//! Core state container for the terminal front end.

use std::sync::mpsc::Receiver;
use std::time::Instant;

use ratatui::layout::Rect;
use ratatui::widgets::TableState;
use throbber_widgets_tui::ThrobberState;
use vitrine_query::{
	CoordinatorOptions, FetchCompletion, FetchDispatch, ListingView, PagerControl,
	QueryCoordinator, derive_view,
};

use crate::input::SearchInput;
use crate::logging::LogConsole;
use crate::style::Theme;

pub(crate) type Dispatch = Box<dyn FetchDispatch>;

impl<'a> Drop for App<'a> {
	fn drop(&mut self) {
		self.shutdown();
	}
}

/// Aggregate state shared across the terminal UI.
pub struct App<'a> {
	pub(crate) coordinator: QueryCoordinator<Dispatch>,
	pub(crate) completions: Option<Receiver<FetchCompletion>>,
	/// Text input widget for the search prompt.
	pub search_input: SearchInput<'a>,
	pub(crate) table_state: TableState,
	pub(crate) throbber_state: ThrobberState,
	pub(crate) theme: Theme,
	pub(crate) title: String,
	pub(crate) initial_query: String,
	pub(crate) pager_hits: Vec<(Rect, PagerControl)>,
	pub(crate) log_console: LogConsole,
	pub(crate) show_logs: bool,
}

impl<'a> App<'a> {
	/// Create an app whose fetches go through `dispatch`.
	///
	/// Completions arrive through [`App::with_completions`] or
	/// [`App::apply_completion`].
	pub fn new(options: CoordinatorOptions, dispatch: impl FetchDispatch + 'static) -> Self {
		let dispatch: Dispatch = Box::new(dispatch);
		let mut table_state = TableState::default();
		table_state.select(Some(0));

		Self {
			coordinator: QueryCoordinator::new(options, dispatch),
			completions: None,
			search_input: SearchInput::new(""),
			table_state,
			throbber_state: ThrobberState::default(),
			theme: Theme::default(),
			title: "Products".to_string(),
			initial_query: String::new(),
			pager_hits: Vec::new(),
			log_console: LogConsole::new(),
			show_logs: false,
		}
	}

	/// Receive fetch completions from a background worker.
	#[must_use]
	pub fn with_completions(mut self, completions: Receiver<FetchCompletion>) -> Self {
		self.completions = Some(completions);
		self
	}

	#[must_use]
	pub fn with_title(mut self, title: impl Into<String>) -> Self {
		self.title = title.into();
		self
	}

	#[must_use]
	pub fn with_theme(mut self, theme: Theme) -> Self {
		self.theme = theme;
		self
	}

	/// Pre-fill the search prompt; the first fetch uses this text.
	#[must_use]
	pub fn with_initial_query(mut self, query: impl Into<String>) -> Self {
		let query = query.into();
		self.search_input = SearchInput::new(query.clone());
		self.initial_query = query;
		self
	}

	/// Start the coordinator clock: the first listing loads after the debounce delay.
	pub fn mount(&mut self, now: Instant) {
		if self.initial_query.is_empty() {
			self.coordinator.mount(now);
		} else {
			let query = self.initial_query.clone();
			self.coordinator.set_search_text(query, now);
		}
	}

	/// Tear down the coordinator. Later completions are ignored.
	pub fn shutdown(&mut self) {
		self.coordinator.teardown();
		self.completions = None;
	}

	/// Everything the renderer needs, derived from coordinator state.
	pub fn view(&self) -> ListingView {
		derive_view(self.coordinator.query(), self.coordinator.results())
	}

	pub fn current_page(&self) -> u32 {
		self.coordinator.query().page
	}

	pub fn is_loading(&self) -> bool {
		self.coordinator.results().is_loading()
	}

	/// Keep the row selection inside the current list.
	pub(crate) fn ensure_selection(&mut self) {
		let len = self.coordinator.results().items.len();
		if len == 0 {
			self.table_state.select(None);
		} else {
			match self.table_state.selected() {
				None => self.table_state.select(Some(0)),
				Some(selected) if selected >= len => {
					self.table_state.select(Some(len.saturating_sub(1)));
				}
				Some(_) => {}
			}
		}
	}
}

________________

The job here is to find each line above with the word "None" and copy it.

			completions: None,
		self.completions = None;
			self.table_state.select(None);
				None => self.table_state.select(Some(0)),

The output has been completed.